• **Study material**
//! Event counts over a trailing window

use super::{
    count_keys, first_present, label, parse_timestamp, ArtifactSpec, StageTransform, EVENT_ARTIFACTS,
};
use crate::error::Result;
use chrono::{DateTime, Duration, Utc};
use rollup_common::{TabularStore, Value};

const TIME_COLUMNS: &[&str] = &["time", "timestamp"];
const EVENT_COLUMNS: &[&str] = &["event", "event_type"];

/// Counts log events per type whose timestamp falls within `window` of `now`.
///
/// Rows with an unreadable timestamp are skipped.
#[derive(Debug, Clone)]
pub struct EventCountStage {
    cutoff: DateTime<Utc>,
}

impl EventCountStage {
    pub fn new(now: DateTime<Utc>, window: Duration) -> Self {
        Self {
            cutoff: now - window,
        }
    }

    fn spec(&self) -> &'static ArtifactSpec {
        &EVENT_ARTIFACTS[0]
    }
}

impl StageTransform for EventCountStage {
    fn name(&self) -> &'static str {
        "event_count"
    }

    fn artifacts(&self) -> &'static [ArtifactSpec] {
        EVENT_ARTIFACTS
    }

    fn apply(&self, chunk: &TabularStore) -> Result<Vec<TabularStore>> {
        let time_col = first_present(chunk, TIME_COLUMNS)?;
        let event_col = first_present(chunk, EVENT_COLUMNS)?;

        let mut keys: Vec<Value> = Vec::new();
        let mut unreadable = 0usize;
        for row in chunk.rows() {
            let Some(ts) = row.get(time_col)?.as_str().and_then(parse_timestamp) else {
                unreadable += 1;
                continue;
            };
            if ts >= self.cutoff {
                keys.push(label(row.get(event_col)?));
            }
        }

        if unreadable > 0 {
            tracing::warn!(rows = unreadable, column = time_col, "Skipped rows with unreadable timestamps");
        }

        Ok(vec![count_keys(self.spec(), keys)?])
    }
}

#[cfg(test)]
#[allow(clippy::unwrap_used, clippy::expect_used)]
mod tests {
    use super::*;
    use chrono::TimeZone;

    fn now() -> DateTime<Utc> {
        Utc.with_ymd_and_hms(2024, 6, 1, 12, 0, 0).unwrap()
    }

    fn chunk(columns: [&str; 2], rows: &[(&str, &str)]) -> TabularStore {
        TabularStore::from_rows(
            columns,
            rows.iter()
                .map(|(ts, ev)| vec![Value::from(*ts), Value::from(*ev)])
                .collect(),
        )
        .unwrap()
    }

    fn count(store: &TabularStore, event: &str) -> Option<i64> {
        store.rows().find_map(|row| {
            (row.get("event_type").unwrap() == &Value::from(event)).then(|| {
                match row.get("count").unwrap() {
                    Value::Int(n) => *n,
                    other => panic!("unexpected count {:?}", other),
                }
            })
        })
    }

    #[test]
    fn test_counts_only_recent_events() {
        let stage = EventCountStage::new(now(), Duration::hours(1));
        let data = chunk(
            ["timestamp", "event_type"],
            &[
                ("2024-06-01T11:30:00Z", "play"),
                ("2024-06-01T11:59:59Z", "play"),
                ("2024-06-01T10:00:00Z", "play"),
                ("2024-06-01T11:00:00Z", "stop"),
            ],
        );

        let out = stage.apply(&data).unwrap();
        assert_eq!(out.len(), 1);
        assert_eq!(count(&out[0], "play"), Some(2));
        assert_eq!(count(&out[0], "stop"), Some(1));
    }

    #[test]
    fn test_alternate_column_names() {
        let stage = EventCountStage::new(now(), Duration::hours(1));
        let data = chunk(["time", "event"], &[("2024-06-01T11:45:00Z", "pause"), ("garbage", "pause")]);
        let out = stage.apply(&data).unwrap();
        assert_eq!(count(&out[0], "pause"), Some(1));
    }

    #[test]
    fn test_missing_columns_fail_the_chunk() {
        let stage = EventCountStage::new(now(), Duration::hours(1));
        let data = chunk(["when", "what"], &[("2024-06-01T11:45:00Z", "play")]);
        assert!(stage.apply(&data).is_err());
        assert_eq!(stage.placeholder()[0].columns(), &["event_type", "count"]);
    }
}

• **Instructions to follow**
This task calls for every entry above to be transcribed exactly.

• **Written response**
//! Event counts over a trailing window

use super::{
    count_keys, first_present, label, parse_timestamp, ArtifactSpec, StageTransform, EVENT_ARTIFACTS,
};
use crate::error::Result;
use chrono::{DateTime, Duration, Utc};
use rollup_common::{TabularStore, Value};

const TIME_COLUMNS: &[&str] = &["time", "timestamp"];
const EVENT_COLUMNS: &[&str] = &["event", "event_type"];

/// Counts log events per type whose timestamp falls within `window` of `now`.
///
/// Rows with an unreadable timestamp are skipped.
#[derive(Debug, Clone)]
pub struct EventCountStage {
    cutoff: DateTime<Utc>,
}

impl EventCountStage {
    pub fn new(now: DateTime<Utc>, window: Duration) -> Self {
        Self {
            cutoff: now - window,
        }
    }

    fn spec(&self) -> &'static ArtifactSpec {
        &EVENT_ARTIFACTS[0]
    }
}

impl StageTransform for EventCountStage {
    fn name(&self) -> &'static str {
        "event_count"
    }

    fn artifacts(&self) -> &'static [ArtifactSpec] {
        EVENT_ARTIFACTS
    }

    fn apply(&self, chunk: &TabularStore) -> Result<Vec<TabularStore>> {
        let time_col = first_present(chunk, TIME_COLUMNS)?;
        let event_col = first_present(chunk, EVENT_COLUMNS)?;

        let mut keys: Vec<Value> = Vec::new();
        let mut unreadable = 0usize;
        for row in chunk.rows() {
            let Some(ts) = row.get(time_col)?.as_str().and_then(parse_timestamp) else {
                unreadable += 1;
                continue;
            };
            if ts >= self.cutoff {
                keys.push(label(row.get(event_col)?));
            }
        }

        if unreadable > 0 {
            tracing::warn!(rows = unreadable, column = time_col, "Skipped rows with unreadable timestamps");
        }

        Ok(vec![count_keys(self.spec(), keys)?])
    }
}

#[cfg(test)]
#[allow(clippy::unwrap_used, clippy::expect_used)]
mod tests {
    use super::*;
    use chrono::TimeZone;

    fn now() -> DateTime<Utc> {
        Utc.with_ymd_and_hms(2024, 6, 1, 12, 0, 0).unwrap()
    }

    fn chunk(columns: [&str; 2], rows: &[(&str, &str)]) -> TabularStore {
        TabularStore::from_rows(
            columns,
            rows.iter()
                .map(|(ts, ev)| vec![Value::from(*ts), Value::from(*ev)])
                .collect(),
        )
        .unwrap()
    }

    fn count(store: &TabularStore, event: &str) -> Option<i64> {
        store.rows().find_map(|row| {
            (row.get("event_type").unwrap() == &Value::from(event)).then(|| {
                match row.get("count").unwrap() {
                    Value::Int(n) => *n,
                    other => panic!("unexpected count {:?}", other),
                }
            })
        })
    }

    #[test]
    fn test_counts_only_recent_events() {
        let stage = EventCountStage::new(now(), Duration::hours(1));
        let data = chunk(
            ["timestamp", "event_type"],
            &[
                ("2024-06-01T11:30:00Z", "play"),
                ("2024-06-01T11:59:59Z", "play"),
                ("2024-06-01T10:00:00Z", "play"),
                ("2024-06-01T11:00:00Z", "stop"),
            ],
        );

        let out = stage.apply(&data).unwrap();
        assert_eq!(out.len(), 1);
        assert_eq!(count(&out[0], "play"), Some(2));
        assert_eq!(count(&out[0], "stop"), Some(1));
    }

    #[test]
    fn test_alternate_column_names() {
        let stage = EventCountStage::new(now(), Duration::hours(1));
        let data = chunk(["time", "event"], &[("2024-06-01T11:45:00Z", "pause"), ("garbage", "pause")]);
        let out = stage.apply(&data).unwrap();
        assert_eq!(count(&out[0], "pause"), Some(1));
    }

    #[test]
    fn test_missing_columns_fail_the_chunk() {
        let stage = EventCountStage::new(now(), Duration::hours(1));
        let data = chunk(["when", "what"], &[("2024-06-01T11:45:00Z", "play")]);
        assert!(stage.apply(&data).is_err());
        assert_eq!(stage.placeholder()[0].columns(), &["event_type", "count"]);
    }
}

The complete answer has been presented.